Collected data:
————————

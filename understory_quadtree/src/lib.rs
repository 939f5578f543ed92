// Copyright 2025 the Understory Authors
// SPDX-License-Identifier: Apache-2.0 OR MIT

// After you edit the crate's doc comment, run this command, then check README.md for any missing links
// cargo rdme --workspace-project=understory_quadtree --heading-base-level=0

//! Understory Quadtree: a dynamic region quadtree for moving points.
//!
//! The tree partitions a fixed rectangular [`Region`] into quadrants on demand and
//! answers exact k-nearest-neighbor queries over a population of moving entities.
//!
//! - Leaves hold up to a configurable number of entity handles; a full leaf splits
//!   into four equal quadrants.
//! - After entities move, [`QuadTree::update`] re-indexes only the entities that left
//!   their leaf, then collapses subtrees that became sparse.
//! - [`QuadTree::knn`] runs a best-first search ordered by the lower-bound distance
//!   from the query to each node's region.
//!
//! The tree never owns entities. It stores copyable handles (slot indices by default)
//! and reads positions through a [`PositionSource`] borrowed for each call, so the
//! caller keeps the entity storage and mutates it freely between calls.
//!
//! # Example
//!
//! ```rust
//! use understory_quadtree::{Particle, Point, QuadTree, Region, Vec2};
//!
//! let domain = Region::new(Point::new(0.0, 0.0), Point::new(100.0, 100.0)).unwrap();
//! let mut particles = vec![
//!     Particle::new(Point::new(10.0, 10.0), Vec2::new(5.0, 0.0)),
//!     Particle::new(Point::new(20.0, 20.0), Vec2::new(0.0, 5.0)),
//!     Particle::at_rest(Point::new(90.0, 90.0)),
//! ];
//!
//! let mut tree = QuadTree::new(domain, 2).unwrap();
//! tree.insert(&particles, 0..particles.len()).unwrap();
//! assert_eq!(tree.knn(&particles, Point::ZERO, 1).unwrap(), vec![0]);
//!
//! // Move everything, then re-index.
//! for p in &mut particles {
//!     p.advance(1.0, domain.rect());
//! }
//! let summary = tree.update(&particles).unwrap();
//! assert_eq!(summary.relocated, 0);
//! assert_eq!(tree.knn(&particles, Point::new(100.0, 100.0), 1).unwrap(), vec![2]);
//! ```
//!
//! ## Region boundaries
//!
//! Regions are closed on their lower edges and half-open on their upper edges, except
//! where the upper edge is also the outer boundary of the tree; see [`ClosedEdges`].
//! This makes the four children of a node disjoint while still covering every point
//! of the parent, so each position belongs to exactly one leaf.
//!
//! ## Handles
//!
//! Any `Copy + PartialEq + Debug` type works as a handle. Slices and vectors of
//! [`HasPosition`] values are position sources for `usize` handles; closures can be
//! wrapped in [`PositionFn`].
//!
//! This crate is `no_std` and uses `alloc`. Enable the `libm` feature instead of `std`
//! for targets without a standard library.

#![no_std]

extern crate alloc;

mod config;
mod entity;
mod error;
mod knn;
mod node;
mod particle;
mod region;
mod tree;

#[cfg(test)]
mod test_util;

pub use config::QuadTreeConfig;
pub use entity::{HasPosition, PositionFn, PositionSource};
pub use error::QuadTreeError;
pub use node::NodeRef;
pub use particle::Particle;
pub use region::{ClosedEdges, Quadrant, Region};
pub use tree::{QuadTree, UpdateSummary};

pub use kurbo::{Point, Rect, Vec2};

#[cfg(test)]
mod tests {
    use super::*;
    use alloc::vec;

    #[test]
    fn handles_of_any_copy_type() {
        #[derive(Clone, Copy, Debug, PartialEq)]
        struct Id(u16);

        let src = PositionFn(|id: Id| Point::new(f64::from(id.0), f64::from(id.0)));
        let domain = Region::new(Point::ZERO, Point::new(64.0, 64.0)).unwrap();
        let mut tree = QuadTree::new(domain, 1).unwrap();
        tree.insert(&src, [Id(1), Id(40), Id(63)]).unwrap();
        assert_eq!(tree.len(), 3);
        assert_eq!(tree.knn(&src, Point::new(64.0, 64.0), 2).unwrap(), vec![Id(63), Id(40)]);
        assert!(tree.remove(&src, Id(40)));
        assert_eq!(tree.knn(&src, Point::new(64.0, 64.0), 2).unwrap(), vec![Id(63), Id(1)]);
    }
}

————————

* **How to complete this task**:
Return each line above exactly.

* **Result below**:
filename understory_quadtree/src/lib.rs
repository 939f5578f543ed92
// Copyright 2025 the Understory Authors
// SPDX-License-Identifier: Apache-2.0 OR MIT

// After you edit the crate's doc comment, run this command, then check README.md for any missing links
// cargo rdme --workspace-project=understory_quadtree --heading-base-level=0

//! Understory Quadtree: a dynamic region quadtree for moving points.
//!
//! The tree partitions a fixed rectangular [`Region`] into quadrants on demand and
//! answers exact k-nearest-neighbor queries over a population of moving entities.
//!
//! - Leaves hold up to a configurable number of entity handles; a full leaf splits
//!   into four equal quadrants.
//! - After entities move, [`QuadTree::update`] re-indexes only the entities that left
//!   their leaf, then collapses subtrees that became sparse.
//! - [`QuadTree::knn`] runs a best-first search ordered by the lower-bound distance
//!   from the query to each node's region.
//!
//! The tree never owns entities. It stores copyable handles (slot indices by default)
//! and reads positions through a [`PositionSource`] borrowed for each call, so the
//! caller keeps the entity storage and mutates it freely between calls.
//!
//! # Example
//!
//! ```rust
//! use understory_quadtree::{Particle, Point, QuadTree, Region, Vec2};
//!
//! let domain = Region::new(Point::new(0.0, 0.0), Point::new(100.0, 100.0)).unwrap();
//! let mut particles = vec![
//!     Particle::new(Point::new(10.0, 10.0), Vec2::new(5.0, 0.0)),
//!     Particle::new(Point::new(20.0, 20.0), Vec2::new(0.0, 5.0)),
//!     Particle::at_rest(Point::new(90.0, 90.0)),
//! ];
//!
//! let mut tree = QuadTree::new(domain, 2).unwrap();
//! tree.insert(&particles, 0..particles.len()).unwrap();
//! assert_eq!(tree.knn(&particles, Point::ZERO, 1).unwrap(), vec![0]);
//!
//! // Move everything, then re-index.
//! for p in &mut particles {
//!     p.advance(1.0, domain.rect());
//! }
//! let summary = tree.update(&particles).unwrap();
//! assert_eq!(summary.relocated, 0);
//! assert_eq!(tree.knn(&particles, Point::new(100.0, 100.0), 1).unwrap(), vec![2]);
//! ```
//!
//! ## Region boundaries
//!
//! Regions are closed on their lower edges and half-open on their upper edges, except
//! where the upper edge is also the outer boundary of the tree; see [`ClosedEdges`].
//! This makes the four children of a node disjoint while still covering every point
//! of the parent, so each position belongs to exactly one leaf.
//!
//! ## Handles
//!
//! Any `Copy + PartialEq + Debug` type works as a handle. Slices and vectors of
//! [`HasPosition`] values are position sources for `usize` handles; closures can be
//! wrapped in [`PositionFn`].
//!
//! This crate is `no_std` and uses `alloc`. Enable the `libm` feature instead of `std`
//! for targets without a standard library.

#![no_std]

extern crate alloc;

mod config;
mod entity;
mod error;
mod knn;
mod node;
mod particle;
mod region;
mod tree;

#[cfg(test)]
mod test_util;

pub use config::QuadTreeConfig;
pub use entity::{HasPosition, PositionFn, PositionSource};
pub use error::QuadTreeError;
pub use node::NodeRef;
pub use particle::Particle;
pub use region::{ClosedEdges, Quadrant, Region};
pub use tree::{QuadTree, UpdateSummary};

pub use kurbo::{Point, Rect, Vec2};

#[cfg(test)]
mod tests {
    use super::*;
    use alloc::vec;

    #[test]
    fn handles_of_any_copy_type() {
        #[derive(Clone, Copy, Debug, PartialEq)]
        struct Id(u16);

        let src = PositionFn(|id: Id| Point::new(f64::from(id.0), f64::from(id.0)));
        let domain = Region::new(Point::ZERO, Point::new(64.0, 64.0)).unwrap();
        let mut tree = QuadTree::new(domain, 1).unwrap();
        tree.insert(&src, [Id(1), Id(40), Id(63)]).unwrap();
        assert_eq!(tree.len(), 3);
        assert_eq!(tree.knn(&src, Point::new(64.0, 64.0), 2).unwrap(), vec![Id(63), Id(40)]);
        assert!(tree.remove(&src, Id(40)));
        assert_eq!(tree.knn(&src, Point::new(64.0, 64.0), 2).unwrap(), vec![Id(63), Id(1)]);
    }
}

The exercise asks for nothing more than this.